MatthewMiddlehurst commented 2 days ago

was also looking at this but came to a different solution 🙂.

@nb.njit(cache=True)
def _get_norm_bins(alphabet_size: int, mu=0, std=1):
    b = np.linspace(0, 1, alphabet_size + 1)[1:-1]
    for i, v in enumerate(b):
        b[i] = _ppf(v, mu, std)
    return b

@nb.njit(cache=True)
def _ppf(x, mu=0, std=1):
    return mu + math.sqrt(2) * _erfinv(2 * x - 1) * std

Issue is that our test disabling numba jit does not work on vectorise for whatever reason.

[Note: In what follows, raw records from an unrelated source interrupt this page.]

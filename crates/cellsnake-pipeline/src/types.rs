//! Shared types for the cellsnake boundary refinement pipeline.

use std::fmt;
use std::path::Path;

use serde::{Deserialize, Serialize};

/// A 2D point in image coordinates.
#[derive(Debug, Clone, Copy, PartialEq, Serialize, Deserialize)]
#[serde(from = "[f64; 2]", into = "[f64; 2]")]
pub struct Point {
    /// Horizontal position (pixels from left edge).
    pub x: f64,
    /// Vertical position (pixels from top edge).
    pub y: f64,
}

impl Point {
    /// Create a new point.
    #[must_use]
    pub const fn new(x: f64, y: f64) -> Self {
        Self { x, y }
    }

    /// Squared Euclidean distance to another point.
    ///
    /// Avoids the square root for comparison purposes.
    #[must_use]
    pub fn distance_squared(self, other: Self) -> f64 {
        let dx = self.x - other.x;
        let dy = self.y - other.y;
        dx.mul_add(dx, dy * dy)
    }

    /// Euclidean distance to another point.
    #[must_use]
    pub fn distance(self, other: Self) -> f64 {
        self.distance_squared(other).sqrt()
    }
}

impl From<[f64; 2]> for Point {
    fn from([x, y]: [f64; 2]) -> Self {
        Self::new(x, y)
    }
}

impl From<Point> for [f64; 2] {
    fn from(p: Point) -> Self {
        [p.x, p.y]
    }
}

/// An ordered sequence of points. Closed shapes join the last point back
/// to the first implicitly; the closing point is never repeated.
#[derive(Debug, Clone, Default, PartialEq, Serialize, Deserialize)]
#[serde(transparent)]
pub struct Polyline(Vec<Point>);

impl Polyline {
    /// Create a new polyline from a vector of points.
    #[must_use]
    pub const fn new(points: Vec<Point>) -> Self {
        Self(points)
    }

    /// Returns `true` if the polyline has no points.
    #[must_use]
    pub const fn is_empty(&self) -> bool {
        self.0.is_empty()
    }

    /// Returns the number of points in the polyline.
    #[must_use]
    pub const fn len(&self) -> usize {
        self.0.len()
    }

    /// Returns a slice of all points.
    #[must_use]
    pub fn points(&self) -> &[Point] {
        &self.0
    }
}

/// A rough closed polygon drawn by the operator around one cell.
///
/// Any number of points is representable so that input capture can hand
/// over whatever it collected; refinement rejects boundaries with fewer
/// than [`Boundary::MIN_POINTS`] points.
#[derive(Debug, Clone, Default, PartialEq, Serialize, Deserialize)]
#[serde(transparent)]
pub struct Boundary(Polyline);

impl Boundary {
    /// Fewest points that still enclose an area.
    pub const MIN_POINTS: usize = 3;

    /// Wrap the operator's vertices in drawing order.
    #[must_use]
    pub const fn new(points: Vec<Point>) -> Self {
        Self(Polyline::new(points))
    }

    /// The vertices as an open polyline; the closing edge is implied.
    #[must_use]
    pub const fn polyline(&self) -> &Polyline {
        &self.0
    }

    /// Vertices in drawing order.
    #[must_use]
    pub fn points(&self) -> &[Point] {
        self.0.points()
    }

    /// Number of vertices.
    #[must_use]
    pub const fn len(&self) -> usize {
        self.0.len()
    }

    /// Returns `true` if no vertices were captured.
    #[must_use]
    pub const fn is_empty(&self) -> bool {
        self.0.is_empty()
    }
}

/// A closed curve produced by refining a [`Boundary`].
#[derive(Debug, Clone, Default, PartialEq, Serialize, Deserialize)]
#[serde(transparent)]
pub struct RefinedCurve(Polyline);

impl RefinedCurve {
    /// Wrap refined vertices, one per vertex of the source boundary.
    #[must_use]
    pub const fn new(points: Vec<Point>) -> Self {
        Self(Polyline::new(points))
    }

    /// The vertices as an open polyline; the closing edge is implied.
    #[must_use]
    pub const fn polyline(&self) -> &Polyline {
        &self.0
    }

    /// Sub-pixel vertices in boundary order.
    #[must_use]
    pub fn points(&self) -> &[Point] {
        self.0.points()
    }

    /// Number of vertices.
    #[must_use]
    pub const fn len(&self) -> usize {
        self.0.len()
    }

    /// Returns `true` for a curve with no vertices.
    #[must_use]
    pub const fn is_empty(&self) -> bool {
        self.0.is_empty()
    }
}

/// Image dimensions in pixels.
#[derive(Debug, Clone, Copy, PartialEq, Eq, Serialize, Deserialize)]
pub struct Dimensions {
    /// Width in pixels.
    pub width: u32,
    /// Height in pixels.
    pub height: u32,
}

impl Dimensions {
    /// Returns `true` if either side is zero.
    #[must_use]
    pub const fn is_empty(self) -> bool {
        self.width == 0 || self.height == 0
    }
}

impl fmt::Display for Dimensions {
    fn fmt(&self, f: &mut fmt::Formatter<'_>) -> fmt::Result {
        write!(f, "{}x{}", self.width, self.height)
    }
}

/// Identifier of a processed image: its file name without the extension.
///
/// Used as the `Serial no.` column of the summary store.
#[derive(Debug, Clone, PartialEq, Eq, Hash, Serialize, Deserialize)]
#[serde(transparent)]
pub struct ImageId(String);

impl ImageId {
    #[must_use]
    pub fn new(id: impl Into<String>) -> Self {
        Self(id.into())
    }

    /// Derive the identifier from an image path.
    ///
    /// `slides/1211.24.b3.jpg` becomes `1211.24.b3`: only the final
    /// extension is removed. A path without a file name (e.g. `..`)
    /// falls back to its lossy display form.
    #[must_use]
    pub fn from_path(path: &Path) -> Self {
        path.file_stem().map_or_else(
            || Self(path.to_string_lossy().into_owned()),
            |stem| Self(stem.to_string_lossy().into_owned()),
        )
    }

    #[must_use]
    pub fn as_str(&self) -> &str {
        &self.0
    }
}

impl fmt::Display for ImageId {
    fn fmt(&self, f: &mut fmt::Formatter<'_>) -> fmt::Result {
        f.write_str(&self.0)
    }
}

/// Shape features of one refined curve, in physical units.
#[derive(Debug, Clone, Copy, Default, PartialEq, Serialize, Deserialize)]
pub struct FeatureTuple {
    /// Enclosed area.
    pub area: f64,
    /// Closed-curve length.
    pub perimeter: f64,
    /// Radius of the circle with the same area.
    pub radius: f64,
    /// Mean relative deviation of the vertex-to-centroid distance.
    pub smoothness: f64,
}

/// Stable handle of a recorded boundary within a [`Session`](crate::Session).
///
/// Rendering collaborators map these to their own display handles.
#[derive(Debug, Clone, Copy, PartialEq, Eq, PartialOrd, Ord, Hash, Serialize, Deserialize)]
#[serde(transparent)]
pub struct BoundaryIndex(pub usize);

impl fmt::Display for BoundaryIndex {
    fn fmt(&self, f: &mut fmt::Formatter<'_>) -> fmt::Result {
        write!(f, "#{}", self.0)
    }
}

/// Aggregate statistics for one finalized image.
///
/// Field order matches the columns of the summary store.
#[derive(Debug, Clone, PartialEq, Serialize, Deserialize)]
pub struct SummaryRecord {
    /// Image identifier (`Serial no.` column).
    pub image_id: ImageId,
    pub area_mean: f64,
    /// Standard error of the mean: population std / sqrt(n).
    pub area_se: f64,
    /// Largest value across the session.
    pub area_worst: f64,
    pub perimeter_mean: f64,
    pub perimeter_se: f64,
    pub perimeter_worst: f64,
    pub radius_mean: f64,
    pub radius_se: f64,
    pub radius_worst: f64,
    pub smoothness_mean: f64,
    pub smoothness_worst: f64,
    /// Number of refined boundaries that contributed.
    pub snake_refined_count: usize,
}

/// Errors that can occur in the boundary refinement pipeline.
#[derive(Debug, thiserror::Error)]
pub enum AnalysisError {
    /// Failed to decode the input image.
    #[error("failed to decode image: {0}")]
    ImageDecode(#[from] image::ImageError),

    /// The input image bytes were empty.
    #[error("input image data is empty")]
    EmptyInput,

    /// Analysis configuration is invalid.
    #[error("invalid analysis configuration: {0}")]
    InvalidConfig(String),

    /// The boundary has too few points to enclose an area.
    #[error("boundary has {count} point(s); at least 3 are needed to form a polygon")]
    InsufficientPoints {
        /// Number of points supplied.
        count: usize,
    },

    /// The edge field does not cover the image the boundary was drawn on.
    #[error("edge field is {actual} but the boundary was drawn on a {expected} image")]
    ShapeMismatch {
        /// Extent of the image the boundary belongs to.
        expected: Dimensions,
        /// Extent of the supplied edge field.
        actual: Dimensions,
    },

    /// Finalize was requested with no refined boundaries recorded.
    #[error("no snake-refined cells to summarize")]
    EmptySession,
}

#[cfg(test)]
#[allow(clippy::unwrap_used)]
mod tests {
    use super::*;

    #[test]
    fn point_distance() {
        let a = Point::new(0.0, 0.0);
        let b = Point::new(3.0, 4.0);
        assert!((a.distance_squared(b) - 25.0).abs() < f64::EPSILON);
        assert!((a.distance(b) - 5.0).abs() < f64::EPSILON);
    }

    #[test]
    fn point_serializes_as_pair() {
        let json = serde_json::to_string(&Point::new(1.5, -2.0)).unwrap();
        assert_eq!(json, "[1.5,-2.0]");
        let back: Point = serde_json::from_str("[3, 4]").unwrap();
        assert_eq!(back, Point::new(3.0, 4.0));
    }

    #[test]
    fn boundary_deserializes_from_point_list() {
        let boundary: Boundary = serde_json::from_str("[[0,0],[10,0],[10,10]]").unwrap();
        assert_eq!(boundary.len(), 3);
        assert_eq!(boundary.points()[1], Point::new(10.0, 0.0));
    }

    #[test]
    fn image_id_strips_only_final_extension() {
        let id = ImageId::from_path(Path::new("MALIGNANT/1211.24/1211.24.b3.jpg"));
        assert_eq!(id.as_str(), "1211.24.b3");
    }

    #[test]
    fn image_id_without_extension() {
        let id = ImageId::from_path(Path::new("slides/sample"));
        assert_eq!(id.as_str(), "sample");
    }

    #[test]
    fn dimensions_display_and_empty() {
        let d = Dimensions {
            width: 640,
            height: 480,
        };
        assert_eq!(d.to_string(), "640x480");
        assert!(!d.is_empty());
        assert!(
            Dimensions {
                width: 0,
                height: 5
            }
            .is_empty()
        );
    }

    #[test]
    fn error_messages() {
        assert_eq!(
            AnalysisError::InsufficientPoints { count: 2 }.to_string(),
            "boundary has 2 point(s); at least 3 are needed to form a polygon",
        );
        let err = AnalysisError::ShapeMismatch {
            expected: Dimensions {
                width: 100,
                height: 80,
            },
            actual: Dimensions {
                width: 50,
                height: 40,
            },
        };
        assert_eq!(
            err.to_string(),
            "edge field is 50x40 but the boundary was drawn on a 100x80 image",
        );
        assert_eq!(
            AnalysisError::EmptySession.to_string(),
            "no snake-refined cells to summarize",
        );
    }
}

Either can work really, this one will allow the functions to be tracked in test coverage, but not sure if it will be slower.

MatthewMiddlehurst commented 2 days ago

though mine still rasises an error...

https://github.com/aeon-toolkit/aeon/actions/runs/11517193530/job/32061397931?pr=2249#step:7:1636

Will test yours (added the tag to your PR), would just go with that if it works.